Quando pensamos em hormônios femininos, normalmente imaginamos ovários, ciclo menstrual e fertilidade.
Mas existe outro órgão que participa ativamente dessa conversa: o intestino.
Nos últimos anos, pesquisadores passaram a estudar cada vez mais a relação entre microbiota intestinal — o conjunto de trilhões de microrganismos que habitam nosso intestino — e a saúde hormonal feminina.
Uma das descobertas mais interessantes envolve um grupo específico de bactérias conhecido como estroboloma.
Esse conjunto de microrganismos participa do metabolismo do estrogênio, um dos principais hormônios femininos.
Em termos simples, o intestino ajuda o organismo a processar e eliminar parte do estrogênio que já cumpriu sua função.
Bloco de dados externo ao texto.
//! Audio output and buffering
//!
//! The [`BufferingEngine`] decides once per scheduler tick how many blocks to
//! synthesize; blocks go to an [`AudioSink`]. Two sinks ship with the crate:
//! a ring buffer shared with a playback thread ([`RingBufferSink`], feeding
//! the rodio [`AudioDevice`] under the `streaming` feature) and a WAV file
//! writer ([`WavSink`], `export-wav` feature).

pub mod buffering;
pub mod ring_buffer;

#[cfg(feature = "streaming")]
pub mod audio_device;
#[cfg(feature = "export-wav")]
pub mod wav;

#[cfg(feature = "streaming")]
pub use audio_device::AudioDevice;
pub use buffering::{BlockSource, BufferingEngine, FillState, PumpReport, PumpStop};
pub use ring_buffer::{RingBuffer, RingBufferConsumer, RingBufferSink};
#[cfg(feature = "export-wav")]
pub use wav::WavSink;

use std::cell::Cell;
use std::time::Instant;

/// Consumer back-off while the ring buffer is empty, in microseconds.
pub const BUFFER_BACKOFF_MICROS: u64 = 100;

/// Queue depth reported by a sink.
#[derive(Debug, Clone, Copy, PartialEq, Eq)]
pub enum QueueState {
    /// Nothing queued; playback has run dry
    Idle,
    /// Audio is playing and at least one more block fits
    Accepting,
    /// No room for another block
    Full,
}

/// Destination for mono 16-bit output blocks.
pub trait AudioSink {
    /// Current queue depth.
    fn queue_state(&self) -> QueueState;

    /// Queue one block.
    fn submit(&mut self, block: &[i16]) -> crate::Result<()>;
}

/// Monotonic time source in microseconds.
pub trait Clock {
    /// Microseconds since an arbitrary fixed origin.
    fn now_us(&self) -> u64;

    /// Milliseconds since the same origin.
    fn now_ms(&self) -> u64 {
        self.now_us() / 1_000
    }
}

/// Wall-clock time via [`Instant`].
#[derive(Debug, Clone, Copy)]
pub struct MonotonicClock {
    origin: Instant,
}

impl MonotonicClock {
    /// Clock starting at zero now.
    pub fn new() -> Self {
        MonotonicClock {
            origin: Instant::now(),
        }
    }
}

impl Default for MonotonicClock {
    fn default() -> Self {
        Self::new()
    }
}

impl Clock for MonotonicClock {
    fn now_us(&self) -> u64 {
        self.origin.elapsed().as_micros() as u64
    }
}

/// Manually advanced clock, for offline rendering and tests.
#[derive(Debug, Default)]
pub struct ManualClock {
    now: Cell<u64>,
    auto_step: u64,
}

impl ManualClock {
    /// Clock at `start_us` that only moves when advanced.
    pub fn new(start_us: u64) -> Self {
        ManualClock {
            now: Cell::new(start_us),
            auto_step: 0,
        }
    }

    /// Clock that also moves forward `step_us` on every read.
    pub fn stepping(start_us: u64, step_us: u64) -> Self {
        ManualClock {
            now: Cell::new(start_us),
            auto_step: step_us,
        }
    }

    /// Move the clock forward.
    pub fn advance_us(&self, us: u64) {
        self.now.set(self.now.get() + us);
    }

    /// Move the clock forward in milliseconds.
    pub fn advance_ms(&self, ms: u64) {
        self.advance_us(ms * 1_000);
    }
}

impl Clock for ManualClock {
    fn now_us(&self) -> u64 {
        let t = self.now.get();
        self.now.set(t + self.auto_step);
        t
    }
}

/// Ring-buffer sizing for real-time output.
#[derive(Debug, Clone, Copy, PartialEq, Eq)]
pub struct StreamConfig {
    /// Ring buffer capacity in samples
    pub ring_buffer_size: usize,
    /// Sample rate in Hz
    pub sample_rate: u32,
    /// Samples per submitted block
    pub block_samples: usize,
}

impl StreamConfig {
    /// Buffer deep enough for `latency_ms` of audio.
    pub fn with_latency_ms(sample_rate: u32, block_samples: usize, latency_ms: u32) -> Self {
        StreamConfig {
            ring_buffer_size: (sample_rate as usize * latency_ms as usize / 1000)
                .max(block_samples * 2),
            sample_rate,
            block_samples,
        }
    }

    /// Room for the deepest buffering profile plus headroom.
    pub fn stable(sample_rate: u32) -> Self {
        Self::with_latency_ms(sample_rate, crate::config::AUDIO_BLOCK_SAMPLES, 800)
    }

    /// Latency of a full buffer in milliseconds.
    pub fn latency_ms(&self) -> f32 {
        (self.ring_buffer_size as f32 / self.sample_rate as f32) * 1000.0
    }
}

impl Default for StreamConfig {
    fn default() -> Self {
        Self::stable(crate::config::OUTPUT_SAMPLE_RATE)
    }
}

#[cfg(test)]
mod tests {
    use super::*;

    #[test]
    fn test_stream_config_latency() {
        let config = StreamConfig::with_latency_ms(44_100, 1024, 800);
        assert_eq!(config.ring_buffer_size, 35_280);
        let latency = config.latency_ms();
        assert!(latency > 799.0 && latency < 801.0);
    }

    #[test]
    fn test_manual_clock() {
        let clock = ManualClock::new(5);
        clock.advance_ms(2);
        assert_eq!(clock.now_us(), 2_005);
        assert_eq!(clock.now_us(), 2_005);

        let stepping = ManualClock::stepping(0, 10);
        assert_eq!(stepping.now_us(), 0);
        assert_eq!(stepping.now_us(), 10);
    }

    #[test]
    fn test_monotonic_clock_moves_forward() {
        let clock = MonotonicClock::new();
        let a = clock.now_us();
        std::thread::sleep(std::time::Duration::from_millis(2));
        assert!(clock.now_us() >= a + 1_000);
    }
}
Quando a microbiota está equilibrada, esse processo tende a ocorrer de forma eficiente.
Quando não está, podem surgir impactos em diversos sistemas do organismo.
Isso não significa que problemas intestinais causem diretamente desequilíbrios hormonais, mas a ciência tem mostrado que existe uma relação muito mais próxima do que se imaginava há alguns anos.
Outro ponto importante é a inflamação.
Cerca de 70% das células do sistema imunológico estão associadas ao intestino. Quando há alterações importantes na microbiota, o organismo pode apresentar respostas inflamatórias que afetam diferentes funções metabólicas.
É por isso que sintomas aparentemente desconectados — como inchaço, desconforto abdominal, alterações de humor e fadiga — muitas vezes aparecem juntos.
A alimentação exerce papel fundamental nesse processo.
Fibras presentes em frutas, vegetais, leguminosas, chia e linhaça servem de alimento para bactérias benéficas do intestino.
Quanto maior a diversidade alimentar, maior tende a ser a diversidade da microbiota — um dos indicadores associados à saúde intestinal.
O que vale observar na prática?
- Consuma fibras diariamente.
- Priorize alimentos minimamente processados.
- Inclua variedade de frutas e vegetais.
- Hidrate-se adequadamente.
- Observe a frequência do funcionamento intestinal.
Cuidar do intestino não significa apenas melhorar a digestão.
Significa cuidar de um sistema que influencia muito mais do que imaginamos.